WHAT IS REQUIRED: Report all lines of the data below that hold the word "live".

BEGIN RECORDS PROVIDED

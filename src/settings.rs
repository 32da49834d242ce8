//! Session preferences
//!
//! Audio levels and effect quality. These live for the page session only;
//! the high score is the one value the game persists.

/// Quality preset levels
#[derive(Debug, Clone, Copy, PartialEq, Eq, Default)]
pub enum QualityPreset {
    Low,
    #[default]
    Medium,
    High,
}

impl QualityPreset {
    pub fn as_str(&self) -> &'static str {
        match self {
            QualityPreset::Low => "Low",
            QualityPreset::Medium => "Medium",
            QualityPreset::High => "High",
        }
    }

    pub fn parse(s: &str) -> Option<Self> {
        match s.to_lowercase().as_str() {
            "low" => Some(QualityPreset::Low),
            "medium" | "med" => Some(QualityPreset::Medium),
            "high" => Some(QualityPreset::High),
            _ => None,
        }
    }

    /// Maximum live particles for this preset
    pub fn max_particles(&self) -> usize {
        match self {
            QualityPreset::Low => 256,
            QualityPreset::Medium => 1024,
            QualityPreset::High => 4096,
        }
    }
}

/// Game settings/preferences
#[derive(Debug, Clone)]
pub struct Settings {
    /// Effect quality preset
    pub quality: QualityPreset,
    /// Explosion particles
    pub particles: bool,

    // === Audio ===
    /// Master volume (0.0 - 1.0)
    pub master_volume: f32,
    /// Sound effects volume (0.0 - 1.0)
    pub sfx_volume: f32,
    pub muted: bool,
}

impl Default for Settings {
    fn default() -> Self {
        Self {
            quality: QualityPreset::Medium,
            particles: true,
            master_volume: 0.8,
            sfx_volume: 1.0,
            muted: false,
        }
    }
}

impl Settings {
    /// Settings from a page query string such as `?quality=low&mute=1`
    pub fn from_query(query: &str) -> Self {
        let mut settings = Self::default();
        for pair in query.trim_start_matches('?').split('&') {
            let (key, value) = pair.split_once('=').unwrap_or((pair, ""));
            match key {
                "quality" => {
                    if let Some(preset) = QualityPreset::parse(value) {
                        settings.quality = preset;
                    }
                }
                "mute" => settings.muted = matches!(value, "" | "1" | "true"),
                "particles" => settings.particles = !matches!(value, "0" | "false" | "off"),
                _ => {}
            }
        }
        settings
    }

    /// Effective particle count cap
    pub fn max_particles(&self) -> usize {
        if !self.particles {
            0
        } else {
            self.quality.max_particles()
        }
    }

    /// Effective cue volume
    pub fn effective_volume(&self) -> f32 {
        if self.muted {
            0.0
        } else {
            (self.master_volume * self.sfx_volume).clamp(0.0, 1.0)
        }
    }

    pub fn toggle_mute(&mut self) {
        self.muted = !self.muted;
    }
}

END RECORDS PROVIDED

EXPECTED ANSWER:
//! Audio levels and effect quality. These live for the page session only;
    /// Maximum live particles for this preset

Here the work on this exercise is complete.